For instance, while the majority of Moroccan children speak Darija (or in the Amazigh provinces, Tamazight) at home, beginning the first day of primary school they are thrust into the world of modern standard Arabic. This first subconscious rejection of their mother tongue is only compounded over the years by the continued presence of French as the language of instruction in higher education and the primacy of the English language in the arts and entertainment sphere.
Indeed, though Morocco gained independence from the French in 1956, French linguistic soft power is still very much visible as an undercurrent in Moroccan society. From dual language signage (French and Arabic) on official government buildings, embassies, and universities, to the smartly placed advertisements throughout town for cultural events hosted by the Alliance Française and other prominent Francophone organizations.
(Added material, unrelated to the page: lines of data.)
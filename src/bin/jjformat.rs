//! Command-line interface for jjformat
//! Formats JavaCC, JJTree and JTB grammar files.
//!
//! Usage:
//!   jjformat `[<path>]`                          - Print the formatted file (stdin without a path)
//!   jjformat `<path>` --in-place                 - Rewrite the file when it changes
//!   jjformat `<path>` --check                    - Exit with status 1 when the file is not formatted
//!   jjformat `<path>` --lines `<first>:<last>`   - Print the replacement text for a line range
//!   jjformat `<path>` --tokens                   - Dump the token stream as JSON
//!
//! Exit status: 0 on success, 1 when `--check` finds an unformatted file, 2 on errors
//! (unreadable input, untokenizable input, nothing to format, bad configuration).

use clap::{Arg, ArgAction, ArgMatches, Command};
use jj_config::{JjConfig, Loader, PROJECT_FILE};
use jjformat::{format_source, tokenize, FormatError, FormatOptions, LineRange};
use std::fs;
use std::io::{self, Read};
use std::process;

fn main() {
    let matches = Command::new("jjformat")
        .version(env!("CARGO_PKG_VERSION"))
        .about("A formatter for JavaCC, JJTree and JTB grammar files")
        .arg(
            Arg::new("path")
                .help("Grammar file to format (reads stdin when absent)")
                .index(1),
        )
        .arg(
            Arg::new("lines")
                .long("lines")
                .value_name("FIRST:LAST")
                .help("Only format this inclusive, 1-based line range")
                .value_parser(parse_lines)
                .conflicts_with_all(["in-place", "check"]),
        )
        .arg(
            Arg::new("config")
                .long("config")
                .short('c')
                .value_name("FILE")
                .help("Configuration file layered over the defaults and ./jjformat.toml"),
        )
        .arg(
            Arg::new("indent")
                .long("indent")
                .value_name("STR")
                .help("Indent unit, overriding the configuration"),
        )
        .arg(
            Arg::new("line-ending")
                .long("line-ending")
                .help("Line terminator, overriding the configuration")
                .value_parser(["auto", "lf", "crlf", "cr"]),
        )
        .arg(
            Arg::new("in-place")
                .long("in-place")
                .short('i')
                .help("Rewrite the file instead of printing it")
                .requires("path")
                .conflicts_with("check")
                .action(ArgAction::SetTrue),
        )
        .arg(
            Arg::new("check")
                .long("check")
                .help("Exit with status 1 when the input is not formatted")
                .action(ArgAction::SetTrue),
        )
        .arg(
            Arg::new("tokens")
                .long("tokens")
                .help("Print the token stream as JSON instead of formatting")
                .conflicts_with_all(["lines", "in-place", "check"])
                .action(ArgAction::SetTrue),
        )
        .arg(
            Arg::new("verbose")
                .long("verbose")
                .short('v')
                .help("Log debug information to stderr")
                .action(ArgAction::SetTrue),
        )
        .get_matches();

    init_logging(matches.get_flag("verbose"));

    let path = matches.get_one::<String>("path");
    let source = read_source(path.map(String::as_str));

    if matches.get_flag("tokens") {
        handle_tokens_command(&source);
        return;
    }

    let config = load_config(&matches);
    handle_format_command(&matches, path.map(String::as_str), &source, &config);
}

fn init_logging(verbose: bool) {
    let mut logger = env_logger::Builder::from_env(env_logger::Env::default().default_filter_or("warn"));
    if verbose {
        logger.filter_level(log::LevelFilter::Debug);
    }
    logger.init();
}

/// Parse `FIRST:LAST` into a line range
fn parse_lines(value: &str) -> Result<LineRange, String> {
    let (first, last) = value
        .split_once(':')
        .ok_or_else(|| format!("expected FIRST:LAST, got '{value}'"))?;
    let first: usize = first
        .trim()
        .parse()
        .map_err(|_| format!("invalid first line '{first}'"))?;
    let last: usize = last
        .trim()
        .parse()
        .map_err(|_| format!("invalid last line '{last}'"))?;
    if first == 0 || last < first {
        return Err(format!("invalid line range {first}:{last}"));
    }
    Ok(LineRange::new(first, last))
}

fn read_source(path: Option<&str>) -> String {
    let result = match path {
        Some(path) => fs::read_to_string(path).map_err(|e| format!("cannot read {path}: {e}")),
        None => {
            let mut source = String::new();
            io::stdin()
                .read_to_string(&mut source)
                .map(|_| source)
                .map_err(|e| format!("cannot read stdin: {e}"))
        }
    };
    result.unwrap_or_else(|message| fail(&message))
}

fn load_config(matches: &ArgMatches) -> JjConfig {
    let mut loader = Loader::new().with_optional_file(PROJECT_FILE);
    if let Some(file) = matches.get_one::<String>("config") {
        loader = loader.with_file(file);
    }
    if let Some(indent) = matches.get_one::<String>("indent") {
        loader = loader
            .set_override("formatting.indent_unit", indent.as_str())
            .unwrap_or_else(|e| fail(&format!("invalid --indent: {e}")));
    }
    if let Some(line_ending) = matches.get_one::<String>("line-ending") {
        loader = loader
            .set_override("formatting.line_ending", line_ending.as_str())
            .unwrap_or_else(|e| fail(&format!("invalid --line-ending: {e}")));
    }
    let config = loader
        .build()
        .unwrap_or_else(|e| fail(&format!("configuration error: {e}")));
    log::debug!(
        "indent unit {:?}, line ending {}",
        config.formatting.indent_unit,
        config.formatting.line_ending.as_str()
    );
    config
}

/// Handle the tokens command
fn handle_tokens_command(source: &str) {
    let stream = tokenize(source).unwrap_or_else(|e| fail(&e.to_string()));
    let json = serde_json::to_string_pretty(&stream).unwrap_or_else(|e| fail(&format!("cannot serialize tokens: {e}")));
    println!("{json}");
}

/// Handle formatting, in all its output modes
fn handle_format_command(matches: &ArgMatches, path: Option<&str>, source: &str, config: &JjConfig) {
    let delimiter = config.formatting.line_ending.resolve(source);
    let options = FormatOptions::new(delimiter, config.formatting.indent_unit.as_str());
    let range = matches
        .get_one::<LineRange>("lines")
        .copied()
        .unwrap_or_else(LineRange::all);

    let formatted = match format_source(source, &options, range) {
        Ok(text) => text,
        Err(FormatError::NoFirstToken) => fail("nothing to format"),
        Err(e) => fail(&e.to_string()),
    };

    if matches.contains_id("lines") {
        println!("{formatted}");
        return;
    }

    // whole files end with a line break
    let formatted = format!("{formatted}{delimiter}");
    let display = path.unwrap_or("<stdin>");

    if matches.get_flag("check") {
        if formatted != source {
            eprintln!("{display}: not formatted");
            process::exit(1);
        }
        return;
    }

    if matches.get_flag("in-place") {
        if let Some(path) = path {
            if formatted != source {
                fs::write(path, &formatted).unwrap_or_else(|e| fail(&format!("cannot write {path}: {e}")));
                log::info!("reformatted {path}");
            }
        }
        return;
    }

    print!("{formatted}");
}

fn fail(message: &str) -> ! {
    eprintln!("jjformat: {message}");
    process::exit(2);
}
Yet in this game of linguistic Monopoly, the French are losing.
In a speech this past March, the Moroccan Minister of Higher Education, Lahcen Daoudi, declared that the government would move to increase the primacy of English in the university system, owing to its rising status as the lingua franca of scientific research. This came on the heels of Independence Party Secretary-General Hamid Chabat’s statement earlier in the month calling for English to be an official language of Morocco (Currently, Morocco has two official languages—Modern Standard Arabic and Tamazight, the latter of which was adopted as an official language in 2011).
While Moroccan society has the potential to be polarized by this linguistic battle, the country’s lack of linguistic cohesion has not rendered it incapable of developing a broader sense of national identity. Rather, Morocco’s multilingualism is a vocal symbol of the country’s multiculturalism and embrace of at turns European, Arab, and tribal identities.
For those of us foreigners living abroad in Morocco, the linguistic situation is realized somewhat differently. As a foreigner, your choice of language can decide whether your tagine arrives piping hot or lukewarm; your petit taxi driver charges you double for a ride across town; or you receive a free pastry at a local ice cream shop after trying to count in Darija to the waitress.
That is why, though I take daily classes in Fusha Arabic here, it is not my Fusha but rather “Survival Darija” phrases that I keep folded in my wallet at all times. Learning to my speak to my host family in Darija is a seemingly small but worthy endeavor, an unspoken acknowledgement of the continued legitimacy of their mother tongue in the vibrant, linguistic melting pot that is Morocco.